> [Exercise objective]: State how many lines below hold the word "DefaultAboveMax". Give that number and no other text.

> [Available data]:
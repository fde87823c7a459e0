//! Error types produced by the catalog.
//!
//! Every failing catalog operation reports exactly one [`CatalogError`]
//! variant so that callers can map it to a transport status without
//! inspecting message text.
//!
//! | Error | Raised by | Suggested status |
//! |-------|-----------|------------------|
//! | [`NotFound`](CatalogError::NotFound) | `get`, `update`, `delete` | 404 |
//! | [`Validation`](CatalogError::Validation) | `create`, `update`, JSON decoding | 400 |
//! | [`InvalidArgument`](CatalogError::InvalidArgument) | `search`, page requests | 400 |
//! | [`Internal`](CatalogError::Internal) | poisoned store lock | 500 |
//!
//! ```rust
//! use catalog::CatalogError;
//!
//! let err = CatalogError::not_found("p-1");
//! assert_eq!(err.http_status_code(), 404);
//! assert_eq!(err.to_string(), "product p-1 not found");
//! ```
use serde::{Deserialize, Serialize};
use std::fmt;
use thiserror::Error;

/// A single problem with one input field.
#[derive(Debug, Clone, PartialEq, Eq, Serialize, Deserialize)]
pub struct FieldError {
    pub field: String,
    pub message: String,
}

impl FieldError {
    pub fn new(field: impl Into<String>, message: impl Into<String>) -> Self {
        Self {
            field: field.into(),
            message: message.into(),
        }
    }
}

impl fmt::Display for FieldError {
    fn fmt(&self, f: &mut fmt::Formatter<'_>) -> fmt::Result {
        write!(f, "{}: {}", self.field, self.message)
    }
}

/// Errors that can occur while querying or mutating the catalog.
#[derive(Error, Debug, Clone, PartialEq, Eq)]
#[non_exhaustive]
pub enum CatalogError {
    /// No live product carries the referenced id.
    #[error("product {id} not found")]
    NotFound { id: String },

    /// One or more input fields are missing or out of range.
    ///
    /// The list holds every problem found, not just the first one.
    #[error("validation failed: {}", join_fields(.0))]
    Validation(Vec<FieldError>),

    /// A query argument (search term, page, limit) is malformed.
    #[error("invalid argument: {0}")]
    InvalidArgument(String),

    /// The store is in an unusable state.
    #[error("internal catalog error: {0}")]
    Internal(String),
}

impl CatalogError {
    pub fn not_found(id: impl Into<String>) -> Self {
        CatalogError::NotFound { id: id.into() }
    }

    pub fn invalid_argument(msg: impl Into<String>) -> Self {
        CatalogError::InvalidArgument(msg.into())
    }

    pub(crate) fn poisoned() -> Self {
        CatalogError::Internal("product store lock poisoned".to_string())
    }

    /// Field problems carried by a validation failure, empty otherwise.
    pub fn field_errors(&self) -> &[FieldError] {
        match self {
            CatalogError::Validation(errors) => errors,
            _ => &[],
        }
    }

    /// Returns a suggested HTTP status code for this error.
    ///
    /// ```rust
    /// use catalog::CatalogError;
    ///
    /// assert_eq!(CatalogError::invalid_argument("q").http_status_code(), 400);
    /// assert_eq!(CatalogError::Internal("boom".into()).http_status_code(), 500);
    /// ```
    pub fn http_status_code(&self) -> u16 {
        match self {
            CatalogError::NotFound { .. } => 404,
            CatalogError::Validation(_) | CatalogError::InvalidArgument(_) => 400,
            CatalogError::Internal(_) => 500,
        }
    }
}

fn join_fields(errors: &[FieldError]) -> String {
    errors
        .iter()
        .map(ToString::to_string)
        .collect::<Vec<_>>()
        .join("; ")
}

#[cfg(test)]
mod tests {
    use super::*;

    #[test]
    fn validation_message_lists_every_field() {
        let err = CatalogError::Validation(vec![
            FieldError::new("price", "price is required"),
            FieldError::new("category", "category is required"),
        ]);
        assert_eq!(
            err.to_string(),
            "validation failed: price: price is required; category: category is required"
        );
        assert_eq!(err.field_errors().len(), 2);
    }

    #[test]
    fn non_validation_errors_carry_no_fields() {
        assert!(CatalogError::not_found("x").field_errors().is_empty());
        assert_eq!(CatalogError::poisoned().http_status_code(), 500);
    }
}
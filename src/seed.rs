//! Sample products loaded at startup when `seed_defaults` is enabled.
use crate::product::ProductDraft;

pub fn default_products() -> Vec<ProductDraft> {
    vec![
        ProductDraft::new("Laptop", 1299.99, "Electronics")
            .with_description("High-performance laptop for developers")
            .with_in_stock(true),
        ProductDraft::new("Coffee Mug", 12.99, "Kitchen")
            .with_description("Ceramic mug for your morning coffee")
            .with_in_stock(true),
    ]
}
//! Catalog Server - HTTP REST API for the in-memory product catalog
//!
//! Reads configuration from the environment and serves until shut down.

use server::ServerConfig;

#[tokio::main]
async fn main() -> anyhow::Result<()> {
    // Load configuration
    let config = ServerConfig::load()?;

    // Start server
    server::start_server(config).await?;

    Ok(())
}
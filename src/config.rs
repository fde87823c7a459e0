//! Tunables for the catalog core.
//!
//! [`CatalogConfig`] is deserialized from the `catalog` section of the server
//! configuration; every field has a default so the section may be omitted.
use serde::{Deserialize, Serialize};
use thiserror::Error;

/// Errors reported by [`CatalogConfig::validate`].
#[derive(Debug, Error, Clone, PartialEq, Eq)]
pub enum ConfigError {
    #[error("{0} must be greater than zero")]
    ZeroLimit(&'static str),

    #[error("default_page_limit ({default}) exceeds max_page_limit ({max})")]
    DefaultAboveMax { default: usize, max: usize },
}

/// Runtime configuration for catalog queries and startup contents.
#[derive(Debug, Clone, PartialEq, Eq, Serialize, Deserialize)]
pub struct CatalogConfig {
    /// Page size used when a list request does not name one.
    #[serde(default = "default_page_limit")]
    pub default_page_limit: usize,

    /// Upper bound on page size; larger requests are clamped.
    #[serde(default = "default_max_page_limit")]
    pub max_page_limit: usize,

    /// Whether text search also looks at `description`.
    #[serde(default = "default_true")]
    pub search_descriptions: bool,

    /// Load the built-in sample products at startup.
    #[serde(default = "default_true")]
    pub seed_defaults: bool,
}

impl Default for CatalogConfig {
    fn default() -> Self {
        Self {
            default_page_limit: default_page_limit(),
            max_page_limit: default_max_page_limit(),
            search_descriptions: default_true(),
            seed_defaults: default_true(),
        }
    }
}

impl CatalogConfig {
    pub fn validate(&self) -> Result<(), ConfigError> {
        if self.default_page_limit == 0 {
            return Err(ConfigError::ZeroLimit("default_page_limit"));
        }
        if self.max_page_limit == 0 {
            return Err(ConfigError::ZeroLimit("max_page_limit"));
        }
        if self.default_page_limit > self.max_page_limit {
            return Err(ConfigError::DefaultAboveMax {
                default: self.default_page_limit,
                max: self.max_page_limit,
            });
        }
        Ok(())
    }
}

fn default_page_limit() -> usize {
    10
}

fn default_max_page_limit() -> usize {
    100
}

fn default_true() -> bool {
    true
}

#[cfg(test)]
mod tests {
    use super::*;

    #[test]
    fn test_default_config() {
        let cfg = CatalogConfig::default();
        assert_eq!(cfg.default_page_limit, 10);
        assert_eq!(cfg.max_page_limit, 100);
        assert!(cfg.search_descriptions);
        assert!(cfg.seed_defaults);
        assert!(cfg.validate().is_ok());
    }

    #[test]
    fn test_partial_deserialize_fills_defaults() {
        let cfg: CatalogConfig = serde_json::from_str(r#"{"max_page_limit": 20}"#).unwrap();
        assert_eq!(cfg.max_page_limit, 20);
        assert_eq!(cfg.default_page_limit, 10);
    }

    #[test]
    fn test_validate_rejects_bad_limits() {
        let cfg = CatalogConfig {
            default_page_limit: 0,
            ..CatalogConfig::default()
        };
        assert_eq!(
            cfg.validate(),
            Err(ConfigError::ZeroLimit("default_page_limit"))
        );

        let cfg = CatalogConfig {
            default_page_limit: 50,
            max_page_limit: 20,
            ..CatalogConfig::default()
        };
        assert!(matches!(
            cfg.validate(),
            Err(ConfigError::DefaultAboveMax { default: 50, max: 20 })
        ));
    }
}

> [Solution below]: 3